Honoré de Balzac employait souvent cette référence selon laquelle "le temps est le seul capital des gens qui n'ont que leur intelligence pour fortune". En réalité, le vrai enjeu est dans le rapport temps / évènements. Henry James indiquait : "qu'est-ce que le caractère sinon ce qui détermine l'événement ? Qu'est-ce que l'événement sinon ce qui illustre le caractère ?".

Cette formule résume tout l'enjeu de la dernière année avant une élection. Des évènements contrôlés ou pas vont intervenir. Comment illustreront-ils le caractère du responsable public concerné ?

Deux cas de figures existent. D'un côté, ceux qui laissent le temps décider pour eux. Ils considèrent que la dernière année est en quelque sorte "l'arrivée en gare". Le bilan, c'est-à-dire le trajet déjà accompli, parlera pour eux si un problème devait survenir.

Ceux qui ont actuellement un tel état d'esprit sont très éloignés de la réalité socioculturelle du moment. Il n'y a plus de mémoire globale, réfléchie, rationnelle, comparée, équilibrée.

Le dernier évènement marquant trace la mémoire qui efface les précédentes. Une mémoire chasse l'autre. Pendant les émeutes urbaines, Dominique de Villepin incarnait le sens de l'Etat, l'expression modérée, l'autorité à l'écoute. Trois mois plus tard, pendant la crise du CPE, qui lui a su gré de cet actif en cherchant à établir un rapport entre le passif et l'actif ?

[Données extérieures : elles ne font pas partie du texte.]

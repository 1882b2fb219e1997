//! Edit File Tool
//!
//! Exact-text replacement, or file creation when the target is missing and
//! `old_str` is empty. Every occurrence of `old_str` is replaced.

use std::path::Path;

use agent_core::{ParameterSchema, ToolError, ToolSchema};
use serde::Deserialize;

use crate::error::FileToolError;

pub const NAME: &str = "edit_file";

#[derive(Debug, Deserialize)]
pub struct EditFileInput {
    pub path: String,
    pub old_str: String,
    pub new_str: String,
}

pub fn schema() -> ToolSchema {
    ToolSchema {
        name: NAME.into(),
        description: "Make edits to a text file. Replaces every occurrence of 'old_str' with \
                      'new_str' in the given file. 'old_str' and 'new_str' MUST be different \
                      from each other. If the file specified with path doesn't exist and \
                      'old_str' is empty, the file is created with 'new_str' as its content. \
                      An empty 'old_str' on an existing file changes nothing and returns OK."
            .into(),
        parameters: vec![
            ParameterSchema::required("path", "The path to the file"),
            ParameterSchema::required(
                "old_str",
                "Text to search for - must match exactly. Empty to create a new file.",
            ),
            ParameterSchema::required("new_str", "Text to replace old_str with"),
        ],
    }
}

pub async fn edit_file(input: &serde_json::Value) -> Result<String, ToolError> {
    let input: EditFileInput = serde_json::from_value(input.clone())?;
    if input.path.is_empty() || input.old_str == input.new_str {
        return Err(ToolError::InvalidInput);
    }

    let path = Path::new(&input.path);
    let content = match tokio::fs::read_to_string(path).await {
        Ok(content) => content,
        Err(e) if e.kind() == std::io::ErrorKind::NotFound => {
            if input.old_str.is_empty() {
                return create_file(path, &input.new_str).await;
            }
            return Err(FileToolError::FileNotFound.into());
        }
        Err(e) => return Err(e.into()),
    };

    // An empty `old_str` matches nothing in an existing file
    if input.old_str.is_empty() {
        tracing::debug!(path = %input.path, "Empty old_str, file left untouched");
        return Ok("OK".into());
    }

    let updated = content.replace(&input.old_str, &input.new_str);
    if updated == content {
        return Err(FileToolError::OldStrNotFound.into());
    }

    tokio::fs::write(path, updated).await?;
    tracing::debug!(path = %input.path, "Edited file");

    Ok("OK".into())
}

async fn create_file(path: &Path, content: &str) -> Result<String, ToolError> {
    if let Some(parent) = path.parent() {
        if !parent.as_os_str().is_empty() {
            tokio::fs::create_dir_all(parent).await?;
        }
    }

    tokio::fs::write(path, content).await?;
    tracing::debug!(path = %path.display(), "Created file");

    Ok(format!("Successfully created file {}", path.display()))
}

Par conséquent, dans de telles circonstances, l'avenir appartient à ceux qui ont un rapport actif au temps. Ils savent que la gestion du temps dans la dernière année avant une élection est l'activité la plus importante. Cette activité consiste à examiner comment garantir qu'il y aura une communication faisant passer les bons messages aux bons électeurs aux bons moments.

Dans ce calendrier stratégique, le plan de travail repose sur 7 questions :
1) qu'est ce qui a besoin d'être fait ?
2) Pourquoi le faire ? Est-ce primordial ?
3) Qui le fera ?
4) Comment cela se fera-t-il pratiquement ?
5) Quand cette action doit-elle être conduite ?
6) Est-ce que cette action peut amener des contestations et si oui lesquelles ?
7) Et si cette action n'était pas conduite que se passerait-il ?

Sans tomber dans l'éloge de l'immobilisme, il ne s'agit pas non plus de faire pour faire. Un proverbe populaire dit que "lorsqu'il n'est pas nécessaire de changer, il est nécessaire de ne rien changer". Combien de candidats vont regretter l'impact de la mesure qu'ils engagent dans la "dernière ligne droite" alors même que, sérieusement, rien n'imposait ladite mesure dans un tel calendrier. Alors pourquoi prendre le risque ?

Généralement, deux raisons conduisent à une telle situation. D'une part, pour certains élus "la religion de faire, d'agir, de bâtir". S'ils se sont beaucoup investis dans un mandat local c'est qu'ils y retrouvent la possibilité d'assouvir cette soif d'action et de prise de décision. Donc leur demander de peser réellement l'utilité d'une décision va à l'encontre de leur tempérament.

La seconde raison tient à la logique historique du bilan. Pendant des décennies, l'atout du pouvoir sortant résidait dans la qualité de son bilan. Cette époque là est finie. Chaque mémoire chasse la précédente. Par conséquent, si la dernière action projeté est risquée, elle peut être l'arbre en mauvais état cachant la forêt des réalisations parfaitement réussies.

Le "nouvel électeur" est comme le "nouveau consommateur". Il est très difficile à fidéliser. Il sait que le bilan est acquis. Un nouveau groupe scolaire ne disparaîtra pas avec une alternance municipale.

L'infidélité n'est pas ressentie par lui comme une injustice, une preuve d'instabilité voire d'immaturité.

Non, le zapping électoral c'est une façon de gérer sa vie, de marquer son autonomie, d'optimiser son pouvoir individuel.

Avec cet état d'esprit, tout change.